Alkemis Tertinggi - Chapter 2438
Bab 2438: 2428: Panik dan Tersesat
Bab 2438: Bab 2428: Panik dan Tersesat
Long Yan terdiam kaku. Keributan itu sekuat Guncangan Langit yang Mengguncang Bumi. Selain Raja Pegunungan Tengah itu, Long Yan tidak bisa memikirkan Binatang Iblis lain yang bisa menyebabkan gangguan seperti itu di sini.
“Brengsek!”
Bahkan Long Yan pun tak kuasa menahan diri untuk mengumpat. Terbuat dari apa sebenarnya Beruang Tanah Retak ini? Ia mampu menahan serangan yang begitu mengerikan namun tidak mati atau kehilangan kesadaran. Makhluk ini jauh melampaui apa yang dapat dipahami oleh seorang kultivator, bukan?
Namun, seberapa pun Long Yan mengeluh, sosok tinggi Beruang Tanah Retak itu tetap berdiri tegak seperti gunung kecil, mengeluarkan raungan yang tak dapat dipahami dari mulutnya. Bagian yang paling menakutkan adalah ketika Beruang Tanah Retak itu menoleh dan melihat Long Yan, matanya yang tadinya kecil berubah menjadi merah sepenuhnya.

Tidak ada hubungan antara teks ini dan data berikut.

use std::path::PathBuf;

use anyhow::{Context, bail};
use serde::Deserialize;

use crudlayer::prelude::DEFAULT_PAGE_SIZE;

const DEFAULT_ENV: &str = "local";
const ENV_VAR_NAME: &str = "CRUDLAYER_ENV";
const CONFIG_DIR_ENV: &str = "CRUDLAYER_CONFIG_DIR";
const ENV_PREFIX: &str = "CRUDLAYER";

/// Top-level configuration structure loaded from layered sources.
#[derive(Debug, Clone, Deserialize, Default)]
pub struct Settings {
    #[serde(default)]
    pub server: ServerSettings,
    #[serde(default)]
    pub mongodb: MongoDbSettings,
    #[serde(default)]
    pub search: SearchSettings,
    #[serde(default)]
    pub telemetry: TelemetrySettings,
    #[serde(default)]
    pub store: StoreSettings,
}

impl Settings {
    /// Load configuration by layering `.env`, the base file, the environment file and
    /// `CRUDLAYER_*` variables, e.g. `CRUDLAYER_MONGODB__HOST`.
    pub fn load() -> anyhow::Result<Self> {
        // Allow missing `.env` files without failing.
        let _ = dotenvy::dotenv();

        let environment = std::env::var(ENV_VAR_NAME).unwrap_or_else(|_| DEFAULT_ENV.to_string());
        let config_dir = std::env::var(CONFIG_DIR_ENV)
            .map(PathBuf::from)
            .unwrap_or_else(|_| PathBuf::from("config"));

        let builder = config::Config::builder()
            .add_source(config::File::from(config_dir.join("base.toml")).required(false))
            .add_source(
                config::File::from(config_dir.join(format!("{environment}.toml"))).required(false),
            )
            .add_source(
                config::Environment::with_prefix(ENV_PREFIX)
                    .prefix_separator("_")
                    .separator("__"),
            );

        let settings: Settings = builder
            .build()
            .with_context(|| "failed to build configuration")?
            .try_deserialize()
            .with_context(|| "failed to deserialize configuration")?;

        settings.validate()?;
        Ok(settings)
    }

    pub fn validate(&self) -> anyhow::Result<()> {
        if self.server.port == 0 {
            bail!("server.port must not be 0");
        }
        if self.search.page_size < 1 {
            bail!("search.page_size must be at least 1");
        }
        if self.store.backend == StoreKind::MongoDb {
            if self.mongodb.host.is_empty() {
                bail!("mongodb.host is required");
            }
            if self.mongodb.port == 0 {
                bail!("mongodb.port must not be 0");
            }
            if self.mongodb.database.is_empty() {
                bail!("mongodb.database is required");
            }
        }
        Ok(())
    }
}

#[derive(Debug, Clone, Deserialize)]
pub struct ServerSettings {
    #[serde(default = "ServerSettings::default_host")]
    pub host: String,
    #[serde(default = "ServerSettings::default_port")]
    pub port: u16,
    #[serde(default = "ServerSettings::default_request_timeout_ms")]
    pub request_timeout_ms: u64,
}

impl ServerSettings {
    fn default_host() -> String {
        "0.0.0.0".to_string()
    }

    fn default_port() -> u16 {
        8080
    }

    fn default_request_timeout_ms() -> u64 {
        15000
    }

    pub fn address(&self) -> String {
        format!("{}:{}", self.host, self.port)
    }
}

impl Default for ServerSettings {
    fn default() -> Self {
        Self {
            host: Self::default_host(),
            port: Self::default_port(),
            request_timeout_ms: Self::default_request_timeout_ms(),
        }
    }
}

#[derive(Debug, Clone, Deserialize)]
pub struct MongoDbSettings {
    #[serde(default = "MongoDbSettings::default_host")]
    pub host: String,
    #[serde(default = "MongoDbSettings::default_port")]
    pub port: u16,
    #[serde(default)]
    pub user: String,
    #[serde(default)]
    pub password: String,
    #[serde(default = "MongoDbSettings::default_database")]
    pub database: String,
    #[serde(default = "MongoDbSettings::default_timeout_ms")]
    pub timeout_ms: u64,
}

impl MongoDbSettings {
    fn default_host() -> String {
        "localhost".to_string()
    }

    fn default_port() -> u16 {
        27017
    }

    fn default_database() -> String {
        "crud".to_string()
    }

    fn default_timeout_ms() -> u64 {
        3000
    }
}

impl Default for MongoDbSettings {
    fn default() -> Self {
        Self {
            host: Self::default_host(),
            port: Self::default_port(),
            user: String::new(),
            password: String::new(),
            database: Self::default_database(),
            timeout_ms: Self::default_timeout_ms(),
        }
    }
}

#[derive(Debug, Clone, Deserialize)]
pub struct SearchSettings {
    #[serde(default = "SearchSettings::default_page_size")]
    pub page_size: u64,
}

impl SearchSettings {
    fn default_page_size() -> u64 {
        DEFAULT_PAGE_SIZE
    }
}

impl Default for SearchSettings {
    fn default() -> Self {
        Self {
            page_size: Self::default_page_size(),
        }
    }
}

#[derive(Debug, Clone, Deserialize)]
pub struct TelemetrySettings {
    #[serde(default)]
    pub log_format: LogFormat,
    /// Filter used when `RUST_LOG` is unset.
    #[serde(default = "TelemetrySettings::default_log_level")]
    pub log_level: String,
}

impl TelemetrySettings {
    fn default_log_level() -> String {
        "info".to_string()
    }
}

impl Default for TelemetrySettings {
    fn default() -> Self {
        Self {
            log_format: LogFormat::default(),
            log_level: Self::default_log_level(),
        }
    }
}

#[derive(Debug, Clone, Copy, Deserialize, PartialEq, Eq, Default)]
#[serde(rename_all = "lowercase")]
pub enum LogFormat {
    #[default]
    Pretty,
    Json,
}

#[derive(Debug, Clone, Deserialize, Default)]
pub struct StoreSettings {
    #[serde(default)]
    pub backend: StoreKind,
}

/// Which document store backs the resources.
#[derive(Debug, Clone, Copy, Deserialize, PartialEq, Eq, Default)]
#[serde(rename_all = "lowercase")]
pub enum StoreKind {
    #[default]
    MongoDb,
    Memory,
}

#[cfg(test)]
mod tests {
    use super::*;

    fn from_toml(source: &str) -> Settings {
        config::Config::builder()
            .add_source(config::File::from_str(source, config::FileFormat::Toml))
            .build()
            .unwrap()
            .try_deserialize()
            .unwrap()
    }

    #[test]
    fn defaults_are_valid() {
        let settings = Settings::default();

        assert_eq!(settings.server.address(), "0.0.0.0:8080");
        assert_eq!(settings.mongodb.port, 27017);
        assert_eq!(settings.search.page_size, 10);
        assert_eq!(settings.store.backend, StoreKind::MongoDb);
        settings.validate().unwrap();
    }

    #[test]
    fn reads_sections_from_toml() {
        let settings = from_toml(
            r#"
            [mongodb]
            host = "mongo"
            user = "root"
            password = "secret"
            database = "library"

            [search]
            page_size = 2

            [telemetry]
            log_format = "json"

            [store]
            backend = "memory"
            "#,
        );

        assert_eq!(settings.mongodb.host, "mongo");
        assert_eq!(settings.mongodb.database, "library");
        assert_eq!(settings.mongodb.timeout_ms, 3000);
        assert_eq!(settings.search.page_size, 2);
        assert_eq!(settings.telemetry.log_format, LogFormat::Json);
        assert_eq!(settings.store.backend, StoreKind::Memory);
        assert_eq!(settings.server.port, 8080);
    }

    #[test]
    fn rejects_zero_page_size() {
        let settings = from_toml("[search]\npage_size = 0\n");

        assert!(settings.validate().is_err());
    }

    #[test]
    fn mongodb_fields_only_required_for_mongodb_store() {
        let mut settings = Settings::default();
        settings.mongodb.database = String::new();
        assert!(settings.validate().is_err());

        settings.store.backend = StoreKind::Memory;
        settings.validate().unwrap();
    }
}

Tidak seperti Long Yan, Beruang Tanah Retak sepenuhnya menyerap kekuatan serangannya sendiri, sehingga menderita kerusakan paling parah. Namun karena gerakan tersebut terkait dengan Lima Elemennya, daya tahannya terhadap Qi Sejati Atribut Bumi berada pada puncaknya, dan kerusakannya hanya berasal dari ledakan.
Namun, bahkan ledakan itu membuat Beruang Tanah Retak pingsan sejenak sebelum sadar kembali. Namun ketika melihat Long Yan, ia mengerti mengapa musuh sangat menyimpan dendam saat bertemu—ia mengingat pelaku yang telah menyebabkan begitu banyak kerugian padanya meskipun ia adalah seekor binatang buas.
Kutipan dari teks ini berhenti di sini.